[Instructions to follow] Exactly reproduce the line that contains "0x00, 0x00, // RSV" and all lines after it in the entries below, through the very last line.

[Material for this task]
-------

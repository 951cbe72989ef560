//! Shared fixtures for the integration tests

#![allow(dead_code)]

use std::net::SocketAddr;
use std::sync::Arc;
use std::time::Duration;

use async_trait::async_trait;
use bytes::BytesMut;
use tokio::io::AsyncWriteExt;
use tokio::sync::mpsc;
use tokio_util::sync::CancellationToken;
use uuid::Uuid;

use juicity::transports::memory::{self, MemoryDialer};
use juicity::{
    Address, Client, ClientOptions, CongestionControl, Network, PacketStream, ServerStream, Service,
    ServiceHandler, ServiceOptions,
};

pub const PASSWORD: &str = "correct horse battery staple";

pub fn alice() -> Uuid {
    Uuid::from_u128(0xa11ce)
}

pub fn server_addr() -> SocketAddr {
    "127.0.0.1:443".parse().unwrap()
}

/// One delivered request as seen by the traffic handler
#[derive(Debug, Clone, PartialEq)]
pub struct Delivered {
    pub user: String,
    pub network: Network,
    pub source: SocketAddr,
    pub destination: Address,
}

/// Echoes TCP bytes and UDP packets back, reporting every request it gets
pub struct EchoHandler {
    events: mpsc::UnboundedSender<Delivered>,
}

impl EchoHandler {
    pub fn new() -> (Arc<Self>, mpsc::UnboundedReceiver<Delivered>) {
        let (tx, rx) = mpsc::unbounded_channel();
        (Arc::new(Self { events: tx }), rx)
    }
}

#[async_trait]
impl ServiceHandler<String> for EchoHandler {
    async fn new_connection(
        &self,
        user: String,
        source: SocketAddr,
        destination: Address,
        stream: ServerStream,
    ) -> anyhow::Result<()> {
        let _ = self.events.send(Delivered {
            user,
            network: Network::Tcp,
            source,
            destination,
        });
        let (mut reader, mut writer) = tokio::io::split(stream);
        tokio::io::copy(&mut reader, &mut writer).await?;
        writer.shutdown().await?;
        Ok(())
    }

    async fn new_packet_connection(
        &self,
        user: String,
        source: SocketAddr,
        destination: Address,
        mut stream: PacketStream<ServerStream>,
    ) -> anyhow::Result<()> {
        let _ = self.events.send(Delivered {
            user,
            network: Network::Udp,
            source,
            destination,
        });
        let mut packet = BytesMut::new();
        loop {
            let from = stream.read_packet(&mut packet).await?;
            stream.write_packet(&packet, &from).await?;
        }
    }
}

pub struct Harness {
    pub service: Service<String>,
    pub events: mpsc::UnboundedReceiver<Delivered>,
    pub cancel: CancellationToken,
}

pub fn service(auth_timeout: Duration) -> Harness {
    let (handler, events) = EchoHandler::new();
    let cancel = CancellationToken::new();
    let service = Service::new(ServiceOptions {
        auth_timeout,
        handler,
        cancel: cancel.clone(),
    });
    service
        .update_users(vec!["alice".to_string()], vec![alice()], vec![PASSWORD.to_string()])
        .unwrap();
    Harness {
        service,
        events,
        cancel,
    }
}

/// A running service on the in-memory transport plus a client pointed at it
pub fn client_and_service(password: &str) -> (Client<MemoryDialer>, Harness) {
    let harness = service(Duration::ZERO);
    let (dialer, listener) = memory::endpoint(server_addr());
    harness.service.start(listener).unwrap();
    let client = Client::new(
        dialer,
        ClientOptions {
            uuid: alice(),
            password: password.to_string(),
            congestion_control: CongestionControl::Cubic,
        },
    );
    (client, harness)
}
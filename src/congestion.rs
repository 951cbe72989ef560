//! Congestion controller selection

use std::fmt;
use std::sync::Arc;

use quinn::congestion::{BbrConfig, ControllerFactory, CubicConfig, NewRenoConfig};
use quinn::TransportConfig;
use serde::{Deserialize, Serialize};

/// Initial QUIC packet size assumed when sizing congestion windows.
pub const INITIAL_PACKET_SIZE: u64 = 1200;

/// Initial window of the quiche-style BBR sender, in packets.
const BBR_QUICHE_INITIAL_WINDOW_PACKETS: u64 = 32;

/// Congestion control policy attached to a connection when it is created.
///
/// Unknown and empty names resolve to [`CongestionControl::Bbr`].
#[derive(Debug, Clone, Copy, PartialEq, Eq, Hash, Default, Serialize, Deserialize)]
#[serde(from = "String", into = "String")]
pub enum CongestionControl {
    Cubic,
    NewReno,
    #[default]
    Bbr,
    Bbr2,
    Bbr2Aggressive,
    BbrQuiche,
}

impl CongestionControl {
    /// Resolves a configured policy name. Names are case-sensitive.
    pub fn from_name(name: &str) -> Self {
        match name {
            "cubic" => Self::Cubic,
            "new_reno" => Self::NewReno,
            "bbr2" => Self::Bbr2,
            "bbr2_aggressive" => Self::Bbr2Aggressive,
            "bbr_quiche" => Self::BbrQuiche,
            _ => Self::Bbr,
        }
    }

    pub fn as_str(&self) -> &'static str {
        match self {
            Self::Cubic => "cubic",
            Self::NewReno => "new_reno",
            Self::Bbr => "bbr",
            Self::Bbr2 => "bbr2",
            Self::Bbr2Aggressive => "bbr2_aggressive",
            Self::BbrQuiche => "bbr_quiche",
        }
    }

    /// Policy used for every accepted server connection.
    ///
    /// The configured value is accepted but not honored, servers always run BBR.
    pub fn for_server(_configured: Self) -> Self {
        Self::Bbr
    }

    /// Builds the quinn controller factory for this policy.
    pub fn controller_factory(&self) -> Arc<dyn ControllerFactory + Send + Sync + 'static> {
        match self {
            Self::Cubic => Arc::new(CubicConfig::default()),
            Self::NewReno => Arc::new(NewRenoConfig::default()),
            Self::Bbr | Self::Bbr2 => Arc::new(BbrConfig::default()),
            Self::BbrQuiche => {
                let mut config = BbrConfig::default();
                config.initial_window(BBR_QUICHE_INITIAL_WINDOW_PACKETS * INITIAL_PACKET_SIZE);
                Arc::new(config)
            }
            Self::Bbr2Aggressive => {
                let mut config = BbrConfig::default();
                config.initial_window(32 * INITIAL_PACKET_SIZE);
                Arc::new(config)
            }
        }
    }

    /// Installs the policy into a transport configuration that has not been used yet.
    pub fn apply(&self, transport: &mut TransportConfig) {
        transport.congestion_controller_factory(self.controller_factory());
    }
}

impl From<String> for CongestionControl {
    fn from(name: String) -> Self {
        Self::from_name(&name)
    }
}

impl From<CongestionControl> for String {
    fn from(cc: CongestionControl) -> Self {
        cc.as_str().to_string()
    }
}

impl fmt::Display for CongestionControl {
    fn fmt(&self, f: &mut fmt::Formatter<'_>) -> fmt::Result {
        f.write_str(self.as_str())
    }
}
//! UDP SOCKS5 Implementation (RFC 1928 Section 7)
//!
//! Relays the datagrams of one UDP ASSOCIATE through a single tunnel UDP session.

use std::net::SocketAddr;
use std::sync::Arc;

use anyhow::{anyhow, Result};
use bytes::{Buf, BufMut, BytesMut};
use log::{debug, info, warn};
use tokio::io::{AsyncRead, AsyncWrite};
use tokio::net::UdpSocket;

use crate::address::Address;
use crate::client::Client;
use crate::packet::{PacketStream, MAX_PACKET_SIZE};
use crate::transport::Dialer;

/// SOCKS5 UDP request/reply header
///
/// ```text
/// +----+------+------+----------+----------+----------+
/// |RSV | FRAG | ATYP | DST.ADDR | DST.PORT |   DATA   |
/// +----+------+------+----------+----------+----------+
/// | 2  |  1   |  1   | Variable |    2     | Variable |
/// +----+------+------+----------+----------+----------+
/// ```
#[derive(Debug, Clone, PartialEq)]
pub struct UdpSocksHeader {
    /// Fragment number (0x00 = standalone, we don't support fragmentation)
    pub frag: u8,
    pub dst_addr: Address,
}

impl UdpSocksHeader {
    /// Parse SOCKS5 UDP header from packet, returning it with the payload offset
    pub fn parse(data: &[u8]) -> Result<(Self, usize)> {
        if data.len() < 4 {
            return Err(anyhow!("UDP SOCKS5 packet too short"));
        }
        if data[0] != 0 || data[1] != 0 {
            return Err(anyhow!("Invalid RSV field"));
        }
        let frag = data[2];

        let mut rest = &data[3..];
        let dst_addr = Address::decode(&mut rest)?;
        let offset = data.len() - rest.remaining();

        Ok((Self { frag, dst_addr }, offset))
    }

    /// Serialize SOCKS5 UDP header followed by `payload`
    pub fn serialize(&self, payload: &[u8]) -> Result<BytesMut> {
        let mut buf = BytesMut::with_capacity(3 + self.dst_addr.encoded_len() + payload.len());
        buf.put_u16(0); // RSV
        buf.put_u8(self.frag);
        self.dst_addr.encode(&mut buf)?;
        buf.put_slice(payload);
        Ok(buf)
    }
}

/// UDP SOCKS5 server
pub struct UdpSocksServer {
    /// UDP socket for SOCKS5 UDP ASSOCIATE
    socket: UdpSocket,
    /// Client address announced in the TCP handshake; only its IP is trusted
    client_addr: SocketAddr,
}

impl UdpSocksServer {
    pub async fn new(bind_addr: SocketAddr, client_addr: SocketAddr) -> Result<Self> {
        let socket = UdpSocket::bind(bind_addr).await?;
        info!("UDP SOCKS5 server listening on {}", socket.local_addr()?);

        Ok(Self { socket, client_addr })
    }

    pub fn local_addr(&self) -> Result<SocketAddr> {
        Ok(self.socket.local_addr()?)
    }

    /// Receive datagram from client (removes SOCKS5 header)
    async fn recv_from_client(&self, buf: &mut [u8]) -> Result<(usize, usize, Address, SocketAddr)> {
        loop {
            let (n, src) = self.socket.recv_from(buf).await?;
            if src.ip() != self.client_addr.ip() {
                warn!("UDP packet from unexpected source: {}", src);
                continue;
            }
            let (header, offset) = match UdpSocksHeader::parse(&buf[..n]) {
                Ok(parsed) => parsed,
                Err(e) => {
                    debug!("UDP SOCKS5: dropping packet from {}: {}", src, e);
                    continue;
                }
            };
            if header.frag != 0 {
                debug!("UDP SOCKS5: dropping fragment from {}", src);
                continue;
            }
            return Ok((offset, n, header.dst_addr, src));
        }
    }

    /// Relays datagrams through `client` until the socket or the tunnel fails.
    ///
    /// The tunnel session is opened on the first datagram, named after its destination.
    pub async fn run<D: Dialer>(&self, client: Arc<Client<D>>) -> Result<()> {
        let mut buf = vec![0u8; MAX_PACKET_SIZE + 512];
        let (offset, n, destination, local) = self.recv_from_client(&mut buf).await?;

        let session = client.listen_packet(destination.clone()).await?;
        let (mut reader, mut writer) = session.split();
        writer.write_packet(&buf[offset..n], &destination).await?;
        debug!("UDP SOCKS5: session for {} opened via {}", local, destination);

        tokio::select! {
            result = self.uplink(&mut buf, &mut writer) => result,
            result = self.downlink(&mut reader, local) => result,
        }
    }

    async fn uplink<W>(&self, buf: &mut [u8], writer: &mut PacketStream<W>) -> Result<()>
    where
        W: AsyncWrite + Unpin,
    {
        loop {
            let (offset, n, destination, _) = self.recv_from_client(buf).await?;
            writer.write_packet(&buf[offset..n], &destination).await?;
        }
    }

    async fn downlink<R>(&self, reader: &mut PacketStream<R>, local: SocketAddr) -> Result<()>
    where
        R: AsyncRead + Unpin,
    {
        let mut packet = BytesMut::new();
        loop {
            let from = reader.read_packet(&mut packet).await?;
            let datagram = UdpSocksHeader { frag: 0, dst_addr: from }.serialize(&packet)?;
            self.socket.send_to(&datagram, local).await?;
        }
    }
}

#[cfg(test)]
mod tests {
    use super::*;

    #[test]
    fn test_udp_socks_header_parse_ipv4() {
        let data = vec![
            0x00, 0x00, // RSV
            0x00, // FRAG
            0x01, // ATYP (IPv4)
            192, 168, 1, 1, // IP
            0x00, 0x50, // Port 80
            b'H', b'e', b'l', b'l', b'o', // Data
        ];

        let (header, offset) = UdpSocksHeader::parse(&data).unwrap();
        assert_eq!(header.frag, 0);
        assert_eq!(offset, 10);
        assert_eq!(header.dst_addr, Address::Socket("192.168.1.1:80".parse().unwrap()));
        assert_eq!(&data[offset..], b"Hello");
    }

    #[test]
    fn test_udp_socks_header_parse_domain() {
        let mut data = vec![0x00, 0x00, 0x00, 0x03, 7];
        data.extend_from_slice(b"dns.lan");
        data.extend_from_slice(&[0x00, 0x35, 0xaa]);

        let (header, offset) = UdpSocksHeader::parse(&data).unwrap();
        assert_eq!(header.dst_addr, Address::Domain("dns.lan".into(), 53));
        assert_eq!(&data[offset..], &[0xaa]);
    }

    #[test]
    fn test_udp_socks_header_serialize() {
        let header = UdpSocksHeader {
            frag: 0,
            dst_addr: Address::Socket("192.168.1.1:80".parse().unwrap()),
        };

        let serialized = header.serialize(b"hi").unwrap();
        assert_eq!(&serialized[..4], &[0x00, 0x00, 0x00, 0x01]);
        assert_eq!(serialized.len(), 12);
        assert_eq!(&serialized[10..], b"hi");
    }

    #[test]
    fn test_truncated_header_rejected() {
        assert!(UdpSocksHeader::parse(&[0x00, 0x00, 0x00, 0x01, 10, 0]).is_err());
        assert!(UdpSocksHeader::parse(&[0x00, 0x01, 0x00, 0x01]).is_err());
    }
}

-------

[Exercise solution]
            0x00, 0x00, // RSV
            0x00, // FRAG
            0x01, // ATYP (IPv4)
            192, 168, 1, 1, // IP
            0x00, 0x50, // Port 80
            b'H', b'e', b'l', b'l', b'o', // Data
        ];

        let (header, offset) = UdpSocksHeader::parse(&data).unwrap();
        assert_eq!(header.frag, 0);
        assert_eq!(offset, 10);
        assert_eq!(header.dst_addr, Address::Socket("192.168.1.1:80".parse().unwrap()));
        assert_eq!(&data[offset..], b"Hello");
    }

    #[test]
    fn test_udp_socks_header_parse_domain() {
        let mut data = vec![0x00, 0x00, 0x00, 0x03, 7];
        data.extend_from_slice(b"dns.lan");
        data.extend_from_slice(&[0x00, 0x35, 0xaa]);

        let (header, offset) = UdpSocksHeader::parse(&data).unwrap();
        assert_eq!(header.dst_addr, Address::Domain("dns.lan".into(), 53));
        assert_eq!(&data[offset..], &[0xaa]);
    }

    #[test]
    fn test_udp_socks_header_serialize() {
        let header = UdpSocksHeader {
            frag: 0,
            dst_addr: Address::Socket("192.168.1.1:80".parse().unwrap()),
        };

        let serialized = header.serialize(b"hi").unwrap();
        assert_eq!(&serialized[..4], &[0x00, 0x00, 0x00, 0x01]);
        assert_eq!(serialized.len(), 12);
        assert_eq!(&serialized[10..], b"hi");
    }

    #[test]
    fn test_truncated_header_rejected() {
        assert!(UdpSocksHeader::parse(&[0x00, 0x00, 0x00, 0x01, 10, 0]).is_err());
        assert!(UdpSocksHeader::parse(&[0x00, 0x01, 0x00, 0x01]).is_err());
    }
}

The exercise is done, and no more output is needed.